Exercise data Start Marker

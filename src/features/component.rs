use super::geometry::{
    arrowhead_profile, closed_length, curvature_stats, curvature_step, hull_area, polygon_area,
    principal_axes, signed_area, simplify_closed, turning_angles, ArrowheadProfile,
};
use crate::types::{BoundingBox, ComponentId, Label};
use imageproc::point::Point;
use serde::Serialize;
use std::f64::consts::PI;

/// Douglas–Peucker tolerance as a fraction of the perimeter.
const SIMPLIFY_FRACTION: f64 = 0.02;
/// Minimum principal-axis ratio before the arrowhead profile is measured.
const MIN_ARROW_ELONGATION: f64 = 2.5;

/// Geometric descriptors computed once per component.
#[derive(Clone, Debug, PartialEq, Serialize)]
pub struct Descriptors {
    /// Area enclosed by the outer border (px²).
    pub area: f64,
    /// Number of ink pixels in the component.
    pub ink_area: u32,
    pub perimeter: f64,
    /// `4π·area / perimeter²`, clamped to `[0, 1]`.
    pub circularity: f64,
    /// Area over convex-hull area.
    pub solidity: f64,
    /// Largest hole area over `area`.
    pub hole_ratio: f64,
    /// Vertex count of the simplified border polygon.
    pub edge_count: u32,
    /// Simplified polygon perimeter over the traced perimeter.
    pub straightness: f64,
    pub curvature_variance: f64,
    pub reversal_count: u32,
    pub elongation: f64,
    #[serde(skip_serializing_if = "Option::is_none")]
    pub arrowhead: Option<ArrowheadProfile>,
}

impl Descriptors {
    pub fn compute(boundary: &[Point<i32>], holes: &[Vec<Point<i32>>], ink_area: u32) -> Self {
        let signed = signed_area(boundary);
        let area = signed.abs();
        let perimeter = closed_length(boundary);
        let circularity = if perimeter > 0.0 {
            (4.0 * PI * area / (perimeter * perimeter)).min(1.0)
        } else {
            0.0
        };
        let hull = hull_area(boundary);
        let solidity = if hull > 0.0 {
            (area / hull).min(1.0)
        } else {
            0.0
        };
        let largest_hole = holes
            .iter()
            .map(|h| polygon_area(h))
            .fold(0.0, f64::max);
        let hole_ratio = if area > 0.0 {
            (largest_hole / area).min(1.0)
        } else {
            0.0
        };

        let simplified = simplify_closed(boundary, (SIMPLIFY_FRACTION * perimeter).max(1.0));
        let straightness = if perimeter > 0.0 {
            (closed_length(&simplified) / perimeter).min(1.0)
        } else {
            0.0
        };

        let angles = turning_angles(boundary, curvature_step(boundary.len()));
        let curvature = curvature_stats(&angles, signed);

        let axes = principal_axes(boundary);
        let elongation = axes.map_or(1.0, |a| a.elongation);
        let arrowhead = axes
            .filter(|a| a.elongation >= MIN_ARROW_ELONGATION)
            .and_then(|a| arrowhead_profile(boundary, &a));

        Self {
            area,
            ink_area,
            perimeter,
            circularity,
            solidity,
            hole_ratio,
            edge_count: simplified.len() as u32,
            straightness,
            curvature_variance: curvature.variance,
            reversal_count: curvature.reversals,
            elongation,
            arrowhead,
        }
    }
}

/// One connected ink region of the stroke mask.
///
/// Created by [`extract_components`](super::extract_components) with
/// `label = Handwriting` and `confidence = 0`; the classifier fills both in.
#[derive(Clone, Debug)]
pub struct StrokeComponent {
    pub id: ComponentId,
    pub bbox: BoundingBox,
    /// Outer border, pixel centres in trace order.
    pub boundary: Vec<Point<i32>>,
    /// Inner borders, one per enclosed hole.
    pub holes: Vec<Vec<Point<i32>>>,
    pub descriptors: Descriptors,
    pub label: Label,
    pub confidence: f64,
}

impl StrokeComponent {
    pub fn is_diagram(&self) -> bool {
        self.label == Label::Diagram
    }

    /// Every traced border pixel, outer first.
    pub fn border_points(&self) -> impl Iterator<Item = &Point<i32>> + '_ {
        self.boundary.iter().chain(self.holes.iter().flatten())
    }
}
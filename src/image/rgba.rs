//! Borrowed RGBA8 view over a decoded note.
//!
//! The pipeline never mutates the input: crops copy colour channels straight
//! from this view.

use crate::error::ExtractError;
use image::RgbaImage;

/// Row-major RGBA8 pixels; `stride` counts bytes between rows (≥ `4 * w`).
#[derive(Clone, Copy, Debug)]
pub struct ImageRgba8<'a> {
    pub w: usize,
    pub h: usize,
    pub stride: usize,
    pub data: &'a [u8],
}

impl<'a> ImageRgba8<'a> {
    pub const CHANNELS: usize = 4;

    /// Tightly packed view over an `image` crate buffer.
    pub fn from_rgba(image: &'a RgbaImage) -> Self {
        let w = image.width() as usize;
        Self {
            w,
            h: image.height() as usize,
            stride: w * Self::CHANNELS,
            data: image.as_raw(),
        }
    }

    /// Reject degenerate dimensions and buffers too short for the declared
    /// geometry.
    pub fn validate(&self) -> Result<(), ExtractError> {
        if self.w == 0 || self.h == 0 {
            return Err(ExtractError::invalid_input(format!(
                "degenerate dimensions {}x{}",
                self.w, self.h
            )));
        }
        if self.w > u32::MAX as usize || self.h > u32::MAX as usize {
            return Err(ExtractError::invalid_input(format!(
                "dimensions {}x{} exceed the supported range",
                self.w, self.h
            )));
        }
        let row_bytes = self.w.checked_mul(Self::CHANNELS).ok_or_else(|| {
            ExtractError::invalid_input(format!("row of {} pixels overflows", self.w))
        })?;
        if self.stride < row_bytes {
            return Err(ExtractError::invalid_input(format!(
                "stride {} is smaller than a row of {} bytes",
                self.stride, row_bytes
            )));
        }
        let required = (self.h - 1)
            .checked_mul(self.stride)
            .and_then(|n| n.checked_add(row_bytes))
            .ok_or_else(|| {
                ExtractError::invalid_input(format!(
                    "{} rows of stride {} overflow the address space",
                    self.h, self.stride
                ))
            })?;
        if self.data.len() < required {
            return Err(ExtractError::invalid_input(format!(
                "buffer holds {} bytes, {}x{} needs {}",
                self.data.len(),
                self.w,
                self.h,
                required
            )));
        }
        Ok(())
    }

    /// Row `y` as `4 * w` interleaved bytes.
    #[inline]
    pub fn row(&self, y: usize) -> &'a [u8] {
        let start = y * self.stride;
        &self.data[start..start + self.w * Self::CHANNELS]
    }

    #[inline]
    pub fn pixel(&self, x: usize, y: usize) -> [u8; 4] {
        let i = y * self.stride + x * Self::CHANNELS;
        [
            self.data[i],
            self.data[i + 1],
            self.data[i + 2],
            self.data[i + 3],
        ]
    }

    /// Owned copy, used by debug rendering.
    pub fn to_rgba_image(&self) -> RgbaImage {
        RgbaImage::from_fn(self.w as u32, self.h as u32, |x, y| {
            image::Rgba(self.pixel(x as usize, y as usize))
        })
    }
}

#[cfg(test)]
mod tests {
    use super::*;

    #[test]
    fn rejects_degenerate_and_short_buffers() {
        let data = vec![0u8; 16];
        let empty = ImageRgba8 {
            w: 0,
            h: 4,
            stride: 0,
            data: &data,
        };
        assert!(matches!(
            empty.validate(),
            Err(ExtractError::InvalidInput { .. })
        ));

        let short = ImageRgba8 {
            w: 4,
            h: 4,
            stride: 16,
            data: &data,
        };
        assert!(short.validate().is_err());

        let narrow = ImageRgba8 {
            w: 4,
            h: 1,
            stride: 8,
            data: &data,
        };
        assert!(narrow.validate().is_err());

        let ok = ImageRgba8 {
            w: 2,
            h: 2,
            stride: 8,
            data: &data,
        };
        assert!(ok.validate().is_ok());
    }

    #[test]
    fn oversized_geometry_is_invalid_input() {
        let data = vec![0u8; 16];
        let huge_stride = ImageRgba8 {
            w: 2,
            h: 3,
            stride: usize::MAX / 2,
            data: &data,
        };
        assert!(matches!(
            huge_stride.validate(),
            Err(ExtractError::InvalidInput { .. })
        ));

        let huge_width = ImageRgba8 {
            w: usize::MAX / 2,
            h: 1,
            stride: usize::MAX,
            data: &data,
        };
        assert!(matches!(
            huge_width.validate(),
            Err(ExtractError::InvalidInput { .. })
        ));
    }

    #[test]
    fn strided_pixels_are_addressed_by_row() {
        let mut data = vec![0u8; 2 * 12];
        data[12..16].copy_from_slice(&[1, 2, 3, 4]);
        let view = ImageRgba8 {
            w: 2,
            h: 2,
            stride: 12,
            data: &data,
        };
        assert_eq!(view.pixel(0, 1), [1, 2, 3, 4]);
        assert_eq!(view.row(1).len(), 8);
    }
}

Exercise data End Marker

From the records above, copy each line in which the string "narrow" occurs.

- Reply to the exercise
        let narrow = ImageRgba8 {
        assert!(narrow.validate().is_err());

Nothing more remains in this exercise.